Off Limits: How to Respond to Discrimination in a Job Interview

How to Respond to Discrimination in a Job Interview, only on CubicleHustler.com

The sad truth is that if you are a professional that lives outside of the majority lines - of color, woman, LGBTQ, immigrant, etc. - you will likely have to deal with someone saying something crazy to you.  It may be minor offense or something that sets you fully back on your heels.  Either way, it's likely to happen.  

We've already discussed how to handle this when it comes from a coworker.  But what do you do when you don't even have the job yet?  What if someone asks you something really personal and potentially biased during the interview?  

There is a way to handle it while keeping your composure and still get the job.  

Know What's Off Limits

First thing's first, you have to know what questions are forbidden in job interviews. The EEOC forbids employers from discrimination on the basis of race, color, religion, sex (including gender identity, sexual orientation, and pregnancy), national origin, age, disability or genetic information. (Familiarize yourself here).

In a job interview, these might come up in the form of seemingly innocuous questions, like - 

  • How old are you?
  • Do you have kids yet?
  • What country are you from?
  • Are you married?

These might be appropriate in casual conversation and feel like the interviewer is just getting to know you but they are absolutely off limits in a job interview setting.  Problems arise when you interview with smaller companies without a formal HR department.  Not every interviewer is well versed in employment law and may cross the line just in making chit chat.  If these questions do come up and you do not feel comfortable answering, there are two positions that you can take in your response. 

Play The Helpful Advisor

Let's say that you are a young woman interviewing for a new job and you are wearing your wedding ring.  The interviewer asks, "so are you and your husband planning to have kids?"

To respond, you can choose to play the helpful advisor, gently letting him know that the question is out of bounds.  Respond in this way if by doing so, you further illuminate why you're the best fit for the job and redirect the conversation that way.  

"I'm not sure if you're aware of this, but that's actually an illegal question to ask in a job interview.  I know this because in my last role as Operations, I actually handled a fair amount of employment policies for my company since we didn't have a formal HR department and I'd be happy to take that on here.  Would that fall within the responsibilities of this Director of Operations role?"

At this point, an interviewer who meant nothing by the comment will likely blush, apologize, and gladly take the easy out you've offered and get back to talking about the role itself.  

Uncover the Business Reason

The other option you have is to try to uncover the business reason for the question.  Some managers have been burned in the past, or may have qualms about your fit for the role.  That doesn't make the question acceptable, but may show that the interviewer in question is letting her fears from past experience cloud her good judgment.  Try to uncover that reason by responding back with a question.  
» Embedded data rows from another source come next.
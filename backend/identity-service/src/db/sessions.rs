/// Refresh-token session database operations
use async_trait::async_trait;
use chrono::{DateTime, Utc};
use sqlx::PgPool;
use tracing::debug;
use uuid::Uuid;

use super::SessionStore;
use crate::error::{IdentityError, Result};
use crate::models::{NewSession, RefreshSession};

#[derive(Clone)]
pub struct PgSessionStore {
    pool: PgPool,
}

impl PgSessionStore {
    pub fn new(pool: PgPool) -> Self {
        Self { pool }
    }
}

#[async_trait]
impl SessionStore for PgSessionStore {
    async fn find_by_token(
        &self,
        token_hash: &str,
        now: DateTime<Utc>,
    ) -> Result<Option<RefreshSession>> {
        let session = sqlx::query_as::<_, RefreshSession>(
            r#"
            SELECT id, user_id AS account_id, token_hash, expires_at,
                   is_revoked, revoked_at, created_at
            FROM refresh_tokens
            WHERE token_hash = $1 AND is_revoked = FALSE AND expires_at > $2
            "#,
        )
        .bind(token_hash)
        .bind(now)
        .fetch_optional(&self.pool)
        .await
        .map_err(|e| IdentityError::Database(e.to_string()))?;

        Ok(session)
    }

    async fn rotate(
        &self,
        account_id: Uuid,
        consumed: Option<&str>,
        new: &NewSession,
    ) -> Result<RefreshSession> {
        let now = Utc::now();
        let mut tx = self.pool.begin().await?;

        // Row lock on the owner serializes concurrent rotations per account
        sqlx::query("SELECT id FROM users WHERE id = $1 FOR UPDATE")
            .bind(account_id)
            .fetch_optional(&mut *tx)
            .await?
            .ok_or_else(|| IdentityError::NotFound(format!("account {account_id}")))?;

        if let Some(consumed) = consumed {
            let revoked = sqlx::query(
                r#"
                UPDATE refresh_tokens
                SET is_revoked = TRUE, revoked_at = $1
                WHERE token_hash = $2 AND user_id = $3
                  AND is_revoked = FALSE AND expires_at > $1
                "#,
            )
            .bind(now)
            .bind(consumed)
            .bind(account_id)
            .execute(&mut *tx)
            .await?
            .rows_affected();

            if revoked == 0 {
                tx.rollback().await?;
                return Err(IdentityError::InvalidToken);
            }
        }

        let superseded = sqlx::query(
            r#"
            UPDATE refresh_tokens
            SET is_revoked = TRUE, revoked_at = $1
            WHERE user_id = $2 AND is_revoked = FALSE
            "#,
        )
        .bind(now)
        .bind(account_id)
        .execute(&mut *tx)
        .await?
        .rows_affected();

        let session = sqlx::query_as::<_, RefreshSession>(
            r#"
            INSERT INTO refresh_tokens (id, user_id, token_hash, expires_at, is_revoked, created_at)
            VALUES ($1, $2, $3, $4, FALSE, $5)
            RETURNING id, user_id AS account_id, token_hash, expires_at,
                      is_revoked, revoked_at, created_at
            "#,
        )
        .bind(Uuid::new_v4())
        .bind(new.account_id)
        .bind(&new.token_hash)
        .bind(new.expires_at)
        .bind(now)
        .fetch_one(&mut *tx)
        .await?;

        tx.commit().await?;

        debug!(
            account_id = %account_id,
            superseded,
            "Refresh session rotated"
        );
        Ok(session)
    }

    async fn revoke_by_token(&self, token_hash: &str) -> Result<bool> {
        let result = sqlx::query(
            r#"
            UPDATE refresh_tokens
            SET is_revoked = TRUE, revoked_at = $1
            WHERE token_hash = $2 AND is_revoked = FALSE
            "#,
        )
        .bind(Utc::now())
        .bind(token_hash)
        .execute(&self.pool)
        .await
        .map_err(|e| IdentityError::Database(e.to_string()))?;

        Ok(result.rows_affected() > 0)
    }

    async fn revoke_all_by_account(&self, account_id: Uuid) -> Result<u64> {
        let result = sqlx::query(
            r#"
            UPDATE refresh_tokens
            SET is_revoked = TRUE, revoked_at = $1
            WHERE user_id = $2 AND is_revoked = FALSE
            "#,
        )
        .bind(Utc::now())
        .bind(account_id)
        .execute(&self.pool)
        .await
        .map_err(|e| IdentityError::Database(e.to_string()))?;

        Ok(result.rows_affected())
    }

    async fn purge_expired(&self, now: DateTime<Utc>) -> Result<u64> {
        let result = sqlx::query(
            r#"
            DELETE FROM refresh_tokens
            WHERE expires_at < $1 OR (is_revoked = TRUE AND revoked_at < $1)
            "#,
        )
        .bind(now)
        .execute(&self.pool)
        .await
        .map_err(|e| IdentityError::Database(e.to_string()))?;

        Ok(result.rows_affected())
    }
}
Let's keep the previous example, the interviewer asks "so are you and your husband planning to have kids?"  You can respond back with four simple words: 

"Why do you ask?"

Practice saying this in a pleasant, non-accusatory tone and say it with a gentle smile.  Again, if this person is not trying to discriminate or has a business reason, they should respond simply and explain.  You might hear something like "well there will be a lot of long hours and travel, so we just want to know that you can do that."  Then you can simply reiterate your fit for the role and again, redirect back to the specifics.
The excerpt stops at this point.